Похоже на то, что и легисты ощущали некоторую близость своей доктрины к даосизму. Разумеется, эта близость была не сравнима с той сходной направленностью к созданию оптимально организованной централизованной империи, которая чуть позже, в основном в Хань, оказалась основой для сближения легизма с конфуцианством, а в конечном счете— для поглощения обанкротившегося при Цинь Ши-хуанди легизма реформированным ханьским конфуцианством. В предымперские времена ситуация была иной. И легисты в строгом соответствии с этой ситуацией считали, что в лице даосизма они могут приобрести союзника против противостоявшего им конфуцианства.
Именно поиском союзника можно, на мой взгляд, объяснить включение в легистский трактат «Хань Фэй-цзы» рассуждений, имеющих отношение к учению даосов. В главе 8 этого трактата разъясняется даосское понятие, скорее понимание Дао, которое «огромно и не имеет формы» и «охватывает все то, что в соответствии с небесным законом в должное время рождается и умирает». Сущность такого Дао сводится к «отрешенности, спокойствию, недеянию» [Хань Фэй-цзы, с. 31–32; Древнекитайская философия, т. 2, с. 226–227]. Но наиболее интересна в плане демонстрации близости Хань Фэй-цзы к даосизму глава 20. Она целиком посвящена краткому изложению теории Лao-цзы, точнее, пояснению смысла и весьма вольному комментированию отдельных фраз из «Дао-дэ цзина».
Глава начинается с разъяснения того, что такое дэ. Это не только сакральная либо иная добродетель, как то привычно воспринималось в китайской и тем более конфуцианской традиции. Дэ в теории Лао-цзы — это отсутствие желаний, тесно связанное с недеянием и Пустотой, причем именно Пустота делает дэ наиболее совершенным.
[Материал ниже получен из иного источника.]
//! Configuration Loading Tests
//!
//! Loading `BrokerConfig` from files and in-memory documents, and checking
//! that absent keys stay unset until the accessors resolve them. Tests that
//! change process environment variables live in `config_env_override_test.rs`.

use std::io::Write;

use broker_topology::{BrokerConfig, ConfigFormat, ConfigLoader, TopologyError};
use serde::Deserialize;
use serde_json::json;

fn write_config(extension: &str, contents: &str) -> tempfile::NamedTempFile {
    let mut file = tempfile::Builder::new()
        .suffix(&format!(".{extension}"))
        .tempfile()
        .expect("create temp config file");
    file.write_all(contents.as_bytes())
        .expect("write temp config file");
    file
}

#[test]
fn toml_file_loads_exchange_and_consumers() {
    let file = write_config(
        "toml",
        r#"
        [exchange]
        name = "events"
        auto_delete = true

        [exchange.arguments]
        x-max-length = 1000

        [consumers.audit]
        queue = "events.audit"
        prefetch = 10
        "#,
    );

    let config: BrokerConfig = ConfigLoader::load_from_path(file.path()).unwrap();

    assert_eq!(config.exchange.name().unwrap(), "events");
    assert_eq!(config.exchange.exchange_type(), "topic");
    assert!(config.exchange.durable());
    assert!(config.exchange.auto_delete());
    assert_eq!(config.exchange.arguments()["x-max-length"], json!(1000));
    assert_eq!(
        config.consumer("audit"),
        Some(&json!({ "queue": "events.audit", "prefetch": 10 }))
    );
}

#[test]
fn yaml_file_accepts_camel_case_auto_delete() {
    let file = write_config(
        "yaml",
        "exchange:\n  name: orders\n  type: direct\n  autoDelete: false\n",
    );

    let config: BrokerConfig = ConfigLoader::load_from_path(file.path()).unwrap();

    assert_eq!(config.exchange.exchange_type(), "direct");
    assert!(!config.exchange.auto_delete());
    let explicit = config.exchange.explicit_fields();
    assert!(explicit.contains(&"type"));
    assert!(explicit.contains(&"auto_delete"));
    assert!(!explicit.contains(&"durable"));
}

#[test]
fn json_document_loads_typed_consumers() {
    #[derive(Debug, Deserialize, PartialEq)]
    struct ConsumerConfig {
        queue: String,
        routing_key: String,
    }

    let document = r#"{
        "exchange": { "name": "orders", "durable": false },
        "consumers": {
            "shipping": { "queue": "orders.shipping", "routing_key": "order.created" }
        }
    }"#;

    let config: BrokerConfig<ConsumerConfig> =
        ConfigLoader::load_from_str(document, ConfigFormat::Json).unwrap();

    assert!(!config.exchange.durable());
    assert_eq!(
        config.consumer("shipping"),
        Some(&ConsumerConfig {
            queue: "orders.shipping".to_string(),
            routing_key: "order.created".to_string(),
        })
    );
}

#[test]
fn unnamed_exchange_loads_but_fails_validation() {
    let config: BrokerConfig =
        ConfigLoader::load_from_str("[exchange]\ndurable = true\n", ConfigFormat::Toml).unwrap();

    assert!(matches!(
        config.validate(),
        Err(TopologyError::MissingRequiredField { .. })
    ));
}

#[test]
fn unsupported_extension_is_rejected() {
    let file = write_config("ini", "name=orders\n");
    let result: Result<BrokerConfig, _> = ConfigLoader::load_from_path(file.path());
    assert!(matches!(result, Err(TopologyError::InvalidValue { .. })));
}

#[test]
fn malformed_document_is_a_configuration_error() {
    let result: Result<BrokerConfig, _> =
        ConfigLoader::load_from_str("[exchange\nname = ", ConfigFormat::Toml);
    assert!(matches!(result, Err(TopologyError::Configuration { .. })));
}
Отсюда: чем выше дэ, тем человек ближе к блаженному состоянию недеяния, хотя это недеяние не есть бездействие [Хань Фэй-цзы, с. 95; Древнекитайская философия, т. 1, с. 126]. Чуть далее Хань Фэй-цзы поясняет, что дэ — результат, проявление Дао [Хань Фэй-цзы, с. 97; Древнекитайская философия, т. 2, с. 237]. А после этого он цитирует довольно загадочную фразу, которая на русский обычно переводится так: «Дэ появляется только после утраты Дао; человеколюбие — после утраты дэ; долг — после утраты человеколюбия; ритуал — после утраты долга» [Древнекитайская философия, т. 2, с. 237–238]. Что это может означать и для чего в даосскую формулу втиснуты конфуцианские термины, которые Хань Фэй-цзы вынужден достаточно подробно пояснять, подчас (как в случае с ритуалом) искажая суть обозначаемых ими понятий?